A Conversation with Ray Orbach

Earlier this week, Ray Orbach, the new director of the Department of Energy Office of Science, spent an hour outlining an optimistic future for the programs that he now oversees. This on-the-record discussion with a small group came a little more than two and one-half weeks after Orbach was sworn into office. Orbach is a theoretical physicist, and was chancellor of the University of California, Riverside, for ten years. He now oversees an annual budget of $3.3 billion.

"Science in the Office of Science is beautiful," it is a "magnificent enterprise," Orbach declared. His overall mission will be to work with Energy Secretary Spencer Abraham to secure additional funding and support for the Office of Science. Orbach conceded that the office's flat budget for the last decade had made it "very difficult" for university researchers. "It has become very tough," he said.
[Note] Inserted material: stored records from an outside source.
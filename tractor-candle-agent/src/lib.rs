#![warn(missing_docs)]
//! The learned model of the tractor agent, implemented with
//! [candle](https://crates.io/crates/candle-core).
//!
//! [`MlpModel`] is a multilayer perceptron regressing the three action values
//! from an observation. It implements [`QModel`](tractor_core::QModel), so the
//! rest of the system only predicts and fits.
pub mod mlp;
pub mod model;
pub mod opt;
pub use model::{MlpModel, MlpModelConfig};
use serde::{Deserialize, Serialize};

#[derive(Clone, Debug, Copy, Deserialize, Serialize, PartialEq, Eq, Default)]
/// Device for using candle.
///
/// This enum is added because [`candle_core::Device`] does not support serialization.
pub enum Device {
    /// The main CPU device.
    #[default]
    Cpu,

    /// The GPU device with the given ordinal.
    Cuda(usize),
}

impl TryFrom<Device> for candle_core::Device {
    type Error = candle_core::Error;

    fn try_from(device: Device) -> Result<Self, Self::Error> {
        match device {
            Device::Cpu => Ok(candle_core::Device::Cpu),
            Device::Cuda(n) => candle_core::Device::new_cuda(n),
        }
    }
}
//! Configuration of the WebSocket transport.
use anyhow::Result;
use serde::{Deserialize, Serialize};
use std::{
    fs::File,
    io::{BufReader, Write},
    path::Path,
    time::Duration,
};

/// Configuration of [`WsConnector`](crate::WsConnector).
#[derive(Debug, Deserialize, Serialize, PartialEq, Eq, Clone)]
#[serde(default)]
pub struct WsConfig {
    /// Address of the simulator.
    pub url: String,

    /// Largest accepted message in bytes.
    pub max_message_size: usize,

    /// How long closing waits for the close handshake, in milliseconds.
    pub close_timeout_millis: u64,

    /// Interval at which blocking reads check the stop signal, in milliseconds.
    pub poll_interval_millis: u64,
}

impl Default for WsConfig {
    fn default() -> Self {
        Self {
            url: "ws://localhost:8765".to_string(),
            max_message_size: 1 << 20,
            close_timeout_millis: 1000,
            poll_interval_millis: 100,
        }
    }
}

impl WsConfig {
    /// Sets the address of the simulator.
    pub fn url(mut self, v: impl Into<String>) -> Self {
        self.url = v.into();
        self
    }

    /// Sets the largest accepted message.
    pub fn max_message_size(mut self, v: usize) -> Self {
        self.max_message_size = v;
        self
    }

    /// Sets the close timeout in milliseconds.
    pub fn close_timeout_millis(mut self, v: u64) -> Self {
        self.close_timeout_millis = v;
        self
    }

    /// Sets the poll interval in milliseconds.
    pub fn poll_interval_millis(mut self, v: u64) -> Self {
        self.poll_interval_millis = v;
        self
    }

    pub(crate) fn close_timeout(&self) -> Duration {
        Duration::from_millis(self.close_timeout_millis)
    }

    pub(crate) fn poll_interval(&self) -> Duration {
        // A zero read timeout is rejected by the socket.
        Duration::from_millis(self.poll_interval_millis.max(1))
    }

    /// Constructs [`WsConfig`] from YAML file.
    pub fn load(path: impl AsRef<Path>) -> Result<Self> {
        let file = File::open(path)?;
        let rdr = BufReader::new(file);
        let b = serde_yaml::from_reader(rdr)?;
        Ok(b)
    }

    /// Saves [`WsConfig`].
    pub fn save(&self, path: impl AsRef<Path>) -> Result<()> {
        let mut file = File::create(path)?;
        file.write_all(serde_yaml::to_string(&self)?.as_bytes())?;
        Ok(())
    }
}

#[cfg(test)]
mod test {
    use super::*;
    use tempdir::TempDir;

    #[test]
    fn defaults_point_at_the_local_simulator() -> Result<()> {
        let config = WsConfig::default();
        assert_eq!(config.url, "ws://localhost:8765");
        assert_eq!(config.max_message_size, 1048576);
        assert_eq!(config.close_timeout(), Duration::from_secs(1));

        let dir = TempDir::new("ws_config")?;
        let path = dir.path().join("ws.yaml");
        let config = config.url("ws://127.0.0.1:9000").poll_interval_millis(0);
        config.save(&path)?;
        let loaded = WsConfig::load(&path)?;
        assert_eq!(loaded, config);
        assert_eq!(loaded.poll_interval(), Duration::from_millis(1));
        Ok(())
    }
}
Orbach described himself as an advocate for a diverse S&T funding base since it helps to avoid the possibility of fads in funding. A multiplicity of funding sources does require effort to avoid overlap and duplication. He cited DOE's special role of providing large facilities to the user community that no university could afford to build on its own. These facilities are used by a diverse range of scientists, Orbach said, explaining that the Spallation Neutron Source will benefit biologists and chemists as well as condensed matter physicists. He also described the great interest surrounding the department's proposed five nanoscience centers. Funding for the first at Oak Ridge has been requested for FY 2003, with planning now underway for centers at Lawrence Berkeley and Sandia/ Los Alamos national labs. Also mentioned were centers at Argonne and Brookhaven labs.
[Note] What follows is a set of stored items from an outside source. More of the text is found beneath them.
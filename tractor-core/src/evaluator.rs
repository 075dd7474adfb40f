//! Standalone evaluation of a [`Policy`](crate::Policy).
mod base;
mod config;
pub use base::Evaluator;
pub use config::EvaluatorConfig;
use super::{mlp_forward, MlpConfig};
use anyhow::Result;
use candle_core::Tensor;
use candle_nn::{linear, Linear, VarBuilder};

/// Returns vector of linear modules from [`MlpConfig`].
fn create_linear_layers(prefix: &str, vs: VarBuilder, config: &MlpConfig) -> Result<Vec<Linear>> {
    let dims: Vec<usize> = std::iter::once(config.in_dim)
        .chain(config.units.iter().copied())
        .chain(std::iter::once(config.out_dim))
        .collect();
    let vs = vs.pp(prefix);

    let mut layers = Vec::with_capacity(dims.len() - 1);
    for (i, pair) in dims.windows(2).enumerate() {
        layers.push(linear(pair[0], pair[1], vs.pp(format!("ln{}", i)))?);
    }
    Ok(layers)
}

/// Multilayer perceptron with ReLU activation function.
pub struct Mlp {
    config: MlpConfig,
    layers: Vec<Linear>,
}

impl Mlp {
    /// Constructs the layers, registering their parameters in `vs`.
    pub fn build(vs: VarBuilder, config: MlpConfig) -> Result<Self> {
        let layers = create_linear_layers("mlp", vs, &config)?;
        Ok(Self { config, layers })
    }

    /// Maps a batch of shape `(n, in_dim)` to `(n, out_dim)`.
    pub fn forward(&self, xs: &Tensor) -> Result<Tensor> {
        Ok(mlp_forward(xs.clone(), &self.layers)?)
    }

    /// Configuration of the network.
    pub fn config(&self) -> &MlpConfig {
        &self.config
    }
}
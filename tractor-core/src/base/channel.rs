//! Transport to the simulator.
use crate::error::ChannelError;

/// A persistent, message oriented, full duplex connection to the simulator.
///
/// Every message is one JSON object. Sends and receives alternate in lockstep;
/// nothing is pipelined.
pub trait Channel {
    /// Sends one message.
    ///
    /// Fails with [`ChannelError::Closed`] if the peer disconnected.
    fn send(&mut self, message: &str) -> Result<(), ChannelError>;

    /// Blocks until a message arrives.
    ///
    /// Fails with [`ChannelError::Closed`] when the peer closes the connection,
    /// [`ChannelError::Protocol`] on a payload that is not a text message and
    /// [`ChannelError::Cancelled`] when a stop was requested while waiting.
    fn receive(&mut self) -> Result<String, ChannelError>;

    /// Closes the connection. Errors are ignored.
    fn close(&mut self);
}

/// Opens [`Channel`]s to a fixed address.
pub trait Connector {
    /// The channel produced by this connector.
    type Channel: Channel;

    /// Opens a new connection.
    fn connect(&mut self) -> Result<Self::Channel, ChannelError>;
}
The discussion turned to federal funding for physical sciences. Orbach said that he has had considerable discussion with OSTP Director John Marburger about this matter, and reported that Marburger "feels very strongly" that funding should be appropriately distributed across disciplines. Orbach went on to say that Marburger recognizes the integral relationship between disciplines, such as that between the biological and physical sciences. "Enthusiasm for physical sciences is very, very strong" on both ends of Pennsylvania Avenue, Orbach stated. He predicted that this support would manifest itself as higher appropriations before this budget cycle is completed.

"People have to understand" the importance of the research that the Office of Science supports, Orbach declared. This applies not only to Members of Congress and their staffs, but also to the constituents which they represent. He described the wide range of work the office supports in fields such as climate change, energy, physics, genomics, and materials. Secretary Abraham also wants the department to reinvigorate its support of science education, Orbach noting the special role that DOE played in this area in the mid-1990s.
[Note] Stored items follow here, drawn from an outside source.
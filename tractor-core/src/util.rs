//! Utilities shared by the controller and the transports.
use std::{
    sync::{
        atomic::{AtomicBool, Ordering},
        Arc,
    },
    thread,
    time::{Duration, Instant},
};

/// Granularity at which interruptible waits poll the stop flag.
const POLL_SLICE: Duration = Duration::from_millis(50);

/// An external stop request, shared between the run loop, the transport and
/// the signal handler.
#[derive(Clone, Debug, Default)]
pub struct StopSignal(Arc<AtomicBool>);

impl StopSignal {
    /// Creates a signal that is not raised.
    pub fn new() -> Self {
        Self::default()
    }

    /// Raises the signal.
    pub fn stop(&self) {
        self.0.store(true, Ordering::SeqCst);
    }

    /// Returns `true` once the signal was raised.
    pub fn is_stopped(&self) -> bool {
        self.0.load(Ordering::SeqCst)
    }

    /// Sleeps for `duration` unless the signal is raised first.
    ///
    /// Returns `false` if the wait was interrupted.
    pub fn sleep(&self, duration: Duration) -> bool {
        let deadline = Instant::now() + duration;
        loop {
            if self.is_stopped() {
                return false;
            }
            let now = Instant::now();
            if now >= deadline {
                return true;
            }
            thread::sleep(POLL_SLICE.min(deadline - now));
        }
    }
}

#[cfg(test)]
mod test {
    use super::*;

    #[test]
    fn sleep_is_cut_short_by_a_raised_signal() {
        let signal = StopSignal::new();
        assert!(signal.sleep(Duration::from_millis(1)));

        let other = signal.clone();
        other.stop();
        let start = Instant::now();
        assert!(!signal.sleep(Duration::from_secs(10)));
        assert!(start.elapsed() < Duration::from_secs(1));
    }
}
//! Action.
use serde::{Deserialize, Serialize};
use std::ops::RangeInclusive;

/// Admissible acceleration.
pub const ACCELERATION_RANGE: RangeInclusive<f32> = 0.0..=1.0;

/// Admissible steering, negative values turn left.
pub const STEERING_RANGE: RangeInclusive<f32> = -1.0..=1.0;

/// Admissible brake.
pub const BRAKE_RANGE: RangeInclusive<f32> = 0.0..=0.2;

/// Control command applied to the tractor for one step.
///
/// The ranges [`ACCELERATION_RANGE`], [`STEERING_RANGE`] and [`BRAKE_RANGE`]
/// must hold before an action is sent; use [`Action::clamped`].
#[derive(Clone, Copy, Debug, PartialEq, Serialize, Deserialize)]
pub struct Action {
    /// Throttle.
    pub acceleration: f32,

    /// Steering wheel position.
    pub steering: f32,

    /// Brake pressure.
    pub brake: f32,
}

/// Auxiliary flags of the action message.
#[derive(Clone, Copy, Debug, Default, PartialEq, Eq)]
pub struct ActionFlags {
    /// Requests four wheel drive.
    pub four_wheel_drive: bool,

    /// Asks the simulator to restart the episode.
    pub reset_episode: bool,
}

fn clamp_to(v: f32, range: &RangeInclusive<f32>) -> f32 {
    if v.is_nan() {
        *range.start()
    } else {
        v.clamp(*range.start(), *range.end())
    }
}

impl Action {
    /// Creates an action without clamping.
    pub fn new(acceleration: f32, steering: f32, brake: f32) -> Self {
        Self {
            acceleration,
            steering,
            brake,
        }
    }

    /// Creates an action from raw values, clamping each component to its range.
    ///
    /// A NaN component is replaced by the lower bound of its range.
    pub fn clamped(acceleration: f32, steering: f32, brake: f32) -> Self {
        Self {
            acceleration: clamp_to(acceleration, &ACCELERATION_RANGE),
            steering: clamp_to(steering, &STEERING_RANGE),
            brake: clamp_to(brake, &BRAKE_RANGE),
        }
    }

    /// Returns this action with every component clamped to its range.
    pub fn clamp(self) -> Self {
        Self::clamped(self.acceleration, self.steering, self.brake)
    }

    /// Returns `true` if every component lies in its range.
    pub fn is_valid(&self) -> bool {
        ACCELERATION_RANGE.contains(&self.acceleration)
            && STEERING_RANGE.contains(&self.steering)
            && BRAKE_RANGE.contains(&self.brake)
    }

    /// Returns the components as `[acceleration, steering, brake]`.
    pub fn to_array(&self) -> [f32; 3] {
        [self.acceleration, self.steering, self.brake]
    }
}

impl From<[f32; 3]> for Action {
    fn from(v: [f32; 3]) -> Self {
        Self::clamped(v[0], v[1], v[2])
    }
}
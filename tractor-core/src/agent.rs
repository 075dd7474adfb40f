//! Action selection and the bootstrapped update of the learned model.
//!
//! [`TractorAgent`] owns everything that changes while a run progresses: the
//! model, the exploration rate and the steering-hold state. It is passed
//! explicitly to the [`EpisodeController`](crate::EpisodeController) and the
//! [`Evaluator`](crate::Evaluator), so several independent runs can coexist
//! in one process.
mod base;
mod config;
mod explorer;
mod steering;
pub use base::TractorAgent;
pub use config::{AgentConfig, PolicyConfig, TargetStrategy};
pub use explorer::{EpsilonGreedy, ExplorationConfig};
pub use steering::{ConsecutiveSteering, SteeringConfig};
Regarding the use of measurement criteria, Orbach declared that there is "nothing wrong with asking for performance measurements for basic research." He is "quite comfortable" with such measurements, explaining that they had been used by scientists for more than forty years. The Office of Science is developing appropriate metrics, and Orbach stated that one of the most difficult parts of the process will be in making the measurements comprehensible and useful to non scientists. He added that the Office of Management and Budget realizes that performers of basic research cannot commit to a schedule for making discoveries.

Orbach expressed enthusiasm for the progress that has been made in fusion research, and hopes additional funding will be forthcoming. He said "our investment has really begun to pay off," and said that a decision would be made by Secretary Abraham within the next few months about whether the United States should rejoin the ITER project. "I personally would be very much in favor of" such participation, Orbach said, quickly adding that the decision would be made by Abraham and ultimately President Bush. Orbach envisions the U.S. as a junior partner in ITER, pointing to our position in the Large Hadron Collider, with a capped U.S. contribution, as a model.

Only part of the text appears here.